As some of you might know, Rudy is as stubborn as he is lovable. I have tried so many foods in my search to find Rudy the most well-balanced diet that he would also enjoy. (Side note: thank goodness he is picky because that is what led me to an internet search about maltese picky eaters, which led me to my SM family!) Considering he was in picture perfect health and was consistently gaining weight and muscle, I decided to stop worrying so much about how much I was feeding him as long as he _was_ eating. Well, (isn't this how it always works) I found an answer to this dilemma the second I stopped looking for it! I picked up a pack of Stella and Chewy's beef patties yesterday at our local pet store, and I was stunned to see that Rudy not only ate it but was EXCITED about it!!!! and our 12 year old family fluff also loved it and she has been such a picky eater her whole life! 

We are still in the transition phase, so he is only getting a limited amount at this point, but it looks very promising! I know there are a ton of threads re: the best foods, but I wanted to add our story in case anyone can learn from it. I think what he likes the most about it is that it's packaged like treats and has the feel of treats more than dog food. I hope he keeps this up! :aktion033::aktion033:


----------



## Bonnie's Mommie (Mar 2, 2006)

Bonnie adores her Stella and Chewy's, and has for many years. I'm glad it's working for you and Rudy Roo!


----------



## LinzFair (Oct 10, 2010)

Mika is a crazy picky eater, she won't eat dry food at all, and at one point she was down to 6 pounds which is way way to thin for her.
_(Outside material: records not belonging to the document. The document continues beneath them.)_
//! Request correlation identifier.
//!
//! A [`TraceId`] lives in Tokio task-local storage for the duration of a
//! request so that errors and log lines can reference it without threading it
//! through every call. Task locals do not follow spawned tasks; wrap such
//! work in [`TraceId::scope`] to carry the identifier along.

use std::future::Future;

use tokio::task_local;
use uuid::Uuid;

/// Response header echoing the request's trace identifier.
pub const TRACE_ID_HEADER: &str = "trace-id";

task_local! {
    static TRACE_ID: TraceId;
}

/// Per-request trace identifier.
///
/// # Examples
/// ```
/// use blog::domain::TraceId;
///
/// # tokio::runtime::Runtime::new().unwrap().block_on(async {
/// let id: TraceId = "00000000-0000-0000-0000-00000000002a".parse().expect("uuid");
/// let seen = TraceId::scope(id, async { TraceId::current() }).await;
/// assert_eq!(seen, Some(id));
/// # });
/// ```
#[derive(Debug, Clone, Copy, PartialEq, Eq)]
pub struct TraceId(Uuid);

impl TraceId {
    /// Fresh random identifier.
    #[must_use]
    pub fn generate() -> Self {
        Self(Uuid::new_v4())
    }

    /// Identifier of the enclosing scope, if any.
    #[must_use]
    pub fn current() -> Option<Self> {
        TRACE_ID.try_with(|id| *id).ok()
    }

    /// Run `fut` with `trace_id` installed as the current identifier.
    pub async fn scope<Fut>(trace_id: TraceId, fut: Fut) -> Fut::Output
    where
        Fut: Future,
    {
        TRACE_ID.scope(trace_id, fut).await
    }
}

impl std::fmt::Display for TraceId {
    fn fmt(&self, f: &mut std::fmt::Formatter<'_>) -> std::fmt::Result {
        self.0.fmt(f)
    }
}

impl std::str::FromStr for TraceId {
    type Err = uuid::Error;

    fn from_str(s: &str) -> Result<Self, Self::Err> {
        Uuid::parse_str(s).map(Self)
    }
}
I finally discovered that she would eat a good quality canned food (after trying many different brands), warmed up in the microwave. Possibly the food smells better when warmed up? Anyway its been 6 months of this routine and she weighs 8 pounds now.


----------



## S&LP'S Mommy (Feb 20, 2011)

Lola is also extremely picky but she loves S&C also. I'm glad you found something he likes. It kills me when Lola doesnt eat. So I could def related to your situation.


----------



## Bailey&Me (Mar 8, 2010)

Leigh, how exciting that you found something Rudy just loves! S&C is a great food!!! I have not fed it exclusively for long periods yet, but Bailey has gone through a few bags of it (the beef, lamb and duck duck goose varieties) in the past and has done well on it. He loooves it and I would not hesitate to feed it to him as his main food (I would definitely rehydrate it though). Good thing you're transitioning him slowly - I remember when I first tried S&C with Bailey, it was soon after I had gotten him and he had not tried any form of raw before. He loved it so much that I ended up giving him a whole patty for dinner on the very first day - the next day he wasn't acting like himself and I was worried out of my mind...then finally figured out that he must have had a bad tummy ache because of my stupidity with the S&C (duh!). 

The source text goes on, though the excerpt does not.